I have tried with datasets in both epsg:4326 and epsg:25833. When i run len(x.to_table()) the length of the result is the same as the length of the original dataset. The geometries are saved as wkb.

I have used the following files to do the testing. I dont know if it is a bug or if it is something i am doing wrong.

paleolimbot · 2023-09-30T17:57:59Z

The GeoDataset is pretty experimental (and should be marked better as such!)...it mostly works if you've taken care to write the data very carefully such that row groups are small and contain vageuly proximal features. There's no function implemented to actually do that, so it's actually not all that useful 😬 .

(I'll take a look at the next issue which is almost certainly a bug!)

nagyrobir · 2023-09-30T18:04:56Z

Oh shoot! Would be so ridiculously cool to have predicate pushdown on a geometry level that would work on an "intersects" level even if it just a bounding box. I think the people developing Apache Sedona did it, but having it implemented on function level on a PC would be wonderful. Thanks for the response!

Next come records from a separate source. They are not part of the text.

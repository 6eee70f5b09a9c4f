pub mod http;

use crate::Result;
use serde::{Deserialize, Serialize};
use serde_json::{Map, Value};

pub use http::HttpExtractor;

/// How the extractor should turn markup into data. The orchestrator passes it
/// through untouched.
#[derive(Debug, Clone, PartialEq, Serialize, Deserialize, Default)]
#[serde(tag = "type", rename_all = "snake_case")]
pub enum ExtractionStrategy {
    #[default]
    Auto,
    Css {
        schema: Value,
    },
    Ai {
        instruction: String,
    },
}

impl ExtractionStrategy {
    pub fn name(&self) -> &'static str {
        match self {
            Self::Auto => "auto",
            Self::Css { .. } => "css",
            Self::Ai { .. } => "ai",
        }
    }
}

#[derive(Debug, Clone, PartialEq, Serialize, Deserialize, Default)]
pub struct Extraction {
    pub content: String,
    #[serde(default, skip_serializing_if = "Option::is_none")]
    pub structured_data: Option<Vec<Map<String, Value>>>,
}

/// Turns an HTML snapshot into structured data. Never sees the live browser.
#[async_trait::async_trait]
pub trait Extractor: Send + Sync {
    async fn extract(
        &self,
        html: &str,
        strategy: &ExtractionStrategy,
        options: &Map<String, Value>,
    ) -> Result<Extraction>;
}

/// Entity post-processing of extracted content, keyed by entity kind
/// (for example `emails` or `prices`).
#[async_trait::async_trait]
pub trait ContentProcessor: Send + Sync {
    async fn process(&self, extraction: &Extraction) -> Result<Map<String, Value>>;
}

#[cfg(test)]
mod tests {
    use super::*;
    use serde_json::json;

    #[test]
    fn test_strategy_tagging() {
        let css = ExtractionStrategy::Css {
            schema: json!({"name": "items", "baseSelector": ".item"}),
        };
        let value = serde_json::to_value(&css).unwrap();
        assert_eq!(value["type"], "css");
        assert_eq!(value["schema"]["baseSelector"], ".item");

        let parsed: ExtractionStrategy = serde_json::from_value(json!({"type": "auto"})).unwrap();
        assert_eq!(parsed, ExtractionStrategy::Auto);
        assert_eq!(parsed.name(), "auto");
    }

    #[test]
    fn test_extraction_without_structured_data() {
        let extraction: Extraction = serde_json::from_value(json!({"content": "Hi"})).unwrap();
        assert_eq!(extraction.content, "Hi");
        assert!(extraction.structured_data.is_none());
    }
}
use chrono::{DateTime, Utc};
use serde::{Deserialize, Serialize};
use serde_json::{Map, Value};
use std::collections::VecDeque;

#[derive(Debug, Clone, Copy, PartialEq, Eq, Serialize, Deserialize)]
#[serde(rename_all = "snake_case")]
pub enum ActionStatus {
    Success,
    Failed,
    Warning,
    Info,
    InProgress,
    Timeout,
}

/// One executed workflow step. Records are never modified after they are appended.
#[derive(Debug, Clone, PartialEq, Serialize, Deserialize)]
pub struct ActionRecord {
    pub timestamp: DateTime<Utc>,
    pub action_name: String,
    pub status: ActionStatus,
    pub message: String,
    #[serde(default, skip_serializing_if = "Map::is_empty")]
    pub details: Map<String, Value>,
}

impl ActionRecord {
    pub fn new(action_name: impl Into<String>, status: ActionStatus, message: impl Into<String>) -> Self {
        Self {
            timestamp: Utc::now(),
            action_name: action_name.into(),
            status,
            message: message.into(),
            details: Map::new(),
        }
    }

    pub fn with_detail(mut self, key: &str, value: impl Into<Value>) -> Self {
        self.details.insert(key.to_string(), value.into());
        self
    }
}

/// Append-only, bounded history of a session's steps.
///
/// Once `capacity` is reached the oldest record is evicted for every new one.
/// Timestamps never go backwards: a record stamped earlier than its
/// predecessor (wall clock adjustment) is clamped to the predecessor's time.
#[derive(Debug, Clone)]
pub struct ActionLog {
    records: VecDeque<ActionRecord>,
    capacity: usize,
    evicted: u64,
}

impl ActionLog {
    pub fn new(capacity: usize) -> Self {
        let capacity = capacity.max(1);
        Self {
            records: VecDeque::with_capacity(capacity.min(64)),
            capacity,
            evicted: 0,
        }
    }

    pub fn append(&mut self, mut record: ActionRecord) {
        if let Some(last) = self.records.back()
            && record.timestamp < last.timestamp
        {
            record.timestamp = last.timestamp;
        }

        if self.records.len() == self.capacity {
            self.records.pop_front();
            self.evicted += 1;
        }

        tracing::debug!(
            action = %record.action_name,
            status = ?record.status,
            "{}",
            record.message
        );
        self.records.push_back(record);
    }

    pub fn len(&self) -> usize {
        self.records.len()
    }

    pub fn is_empty(&self) -> bool {
        self.records.is_empty()
    }

    pub fn capacity(&self) -> usize {
        self.capacity
    }

    /// Number of records dropped by the retention bound so far.
    pub fn evicted(&self) -> u64 {
        self.evicted
    }

    pub fn last(&self) -> Option<&ActionRecord> {
        self.records.back()
    }

    pub fn iter(&self) -> impl Iterator<Item = &ActionRecord> {
        self.records.iter()
    }

    pub fn snapshot(&self) -> Vec<ActionRecord> {
        self.records.iter().cloned().collect()
    }

    /// Position marker: total number of records ever appended.
    pub fn mark(&self) -> u64 {
        self.evicted + self.records.len() as u64
    }

    /// Records appended since `mark`, minus any already evicted.
    pub fn since(&self, mark: u64) -> Vec<ActionRecord> {
        let new = self.mark().saturating_sub(mark) as usize;
        let skip = self.records.len().saturating_sub(new);
        self.records.iter().skip(skip).cloned().collect()
    }
}

#[cfg(test)]
mod tests {
    use super::*;
    use chrono::Duration;

    #[test]
    fn test_append_preserves_order() {
        let mut log = ActionLog::new(10);
        log.append(ActionRecord::new("navigate", ActionStatus::Success, "a"));
        log.append(ActionRecord::new("extract", ActionStatus::Failed, "b"));

        let names: Vec<_> = log.iter().map(|r| r.action_name.as_str()).collect();
        assert_eq!(names, vec!["navigate", "extract"]);
        assert_eq!(log.last().unwrap().status, ActionStatus::Failed);
    }

    #[test]
    fn test_eviction_is_oldest_first() {
        let mut log = ActionLog::new(3);
        for i in 0..5 {
            log.append(ActionRecord::new(format!("step{}", i), ActionStatus::Info, ""));
        }

        assert_eq!(log.len(), 3);
        assert_eq!(log.evicted(), 2);
        let names: Vec<_> = log.iter().map(|r| r.action_name.clone()).collect();
        assert_eq!(names, vec!["step2", "step3", "step4"]);
    }

    #[test]
    fn test_timestamps_are_monotonic() {
        let mut log = ActionLog::new(10);
        let first = ActionRecord::new("navigate", ActionStatus::Success, "");
        let first_ts = first.timestamp;
        log.append(first);

        let mut skewed = ActionRecord::new("click", ActionStatus::Success, "");
        skewed.timestamp = first_ts - Duration::seconds(30);
        log.append(skewed);

        let records = log.snapshot();
        assert!(records[1].timestamp >= records[0].timestamp);
        assert_eq!(records[1].action_name, "click");
    }

    #[test]
    fn test_since_mark_survives_eviction() {
        let mut log = ActionLog::new(4);
        log.append(ActionRecord::new("old", ActionStatus::Info, ""));
        log.append(ActionRecord::new("old", ActionStatus::Info, ""));
        let mark = log.mark();
        for i in 0..3 {
            log.append(ActionRecord::new(format!("new{}", i), ActionStatus::Info, ""));
        }

        let recent = log.since(mark);
        assert_eq!(recent.len(), 3);
        assert_eq!(recent[0].action_name, "new0");

        for i in 3..6 {
            log.append(ActionRecord::new(format!("new{}", i), ActionStatus::Info, ""));
        }
        assert_eq!(log.since(mark).len(), 4);
    }

    #[test]
    fn test_zero_capacity_is_clamped() {
        let mut log = ActionLog::new(0);
        log.append(ActionRecord::new("a", ActionStatus::Info, ""));
        log.append(ActionRecord::new("b", ActionStatus::Info, ""));
        assert_eq!(log.capacity(), 1);
        assert_eq!(log.snapshot()[0].action_name, "b");
    }

    #[test]
    fn test_record_serialization() {
        let record = ActionRecord::new("navigate", ActionStatus::InProgress, "Navigating")
            .with_detail("url", "https://example.com");
        let json = serde_json::to_value(&record).unwrap();
        assert_eq!(json["status"], "in_progress");
        assert_eq!(json["details"]["url"], "https://example.com");
    }
}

…n documentation (#19) See #16.

paleolimbot · 2023-09-30T18:16:38Z

It could almost certainly be done as a Python user-defined function based on the functions that currently exist in this package. That's not currently a development priority but it's definitely a good idea!

paleolimbot · 2023-09-30T18:18:22Z

Note that there is geoarrow.pyarrow.box(), which will calculate feature-level bounding boxes.

nagyrobir · 2023-09-30T18:25:51Z

I am not inteligent enough to know how difficult would be to implement, but having a the functionality of "Select all geometries that intersect this bounding box " without reading in all the data, is something that is a game changer for Geospatial Analysts working with millions of features. So i'll be watching for that PR. :D

nagyrobir · 2023-10-16T16:06:04Z

I was just wondering @paleolimbot How could i write the data so that the function works based on the files that i have provided. Any ideas?

paleolimbot · 2023-10-17T01:06:13Z

The easiest way that I know about is a "hilbert sort" (geopandas.GeoSeries.hilbert_distance()) and then pyarrrow.parquet.write_table() with relatively small row groups.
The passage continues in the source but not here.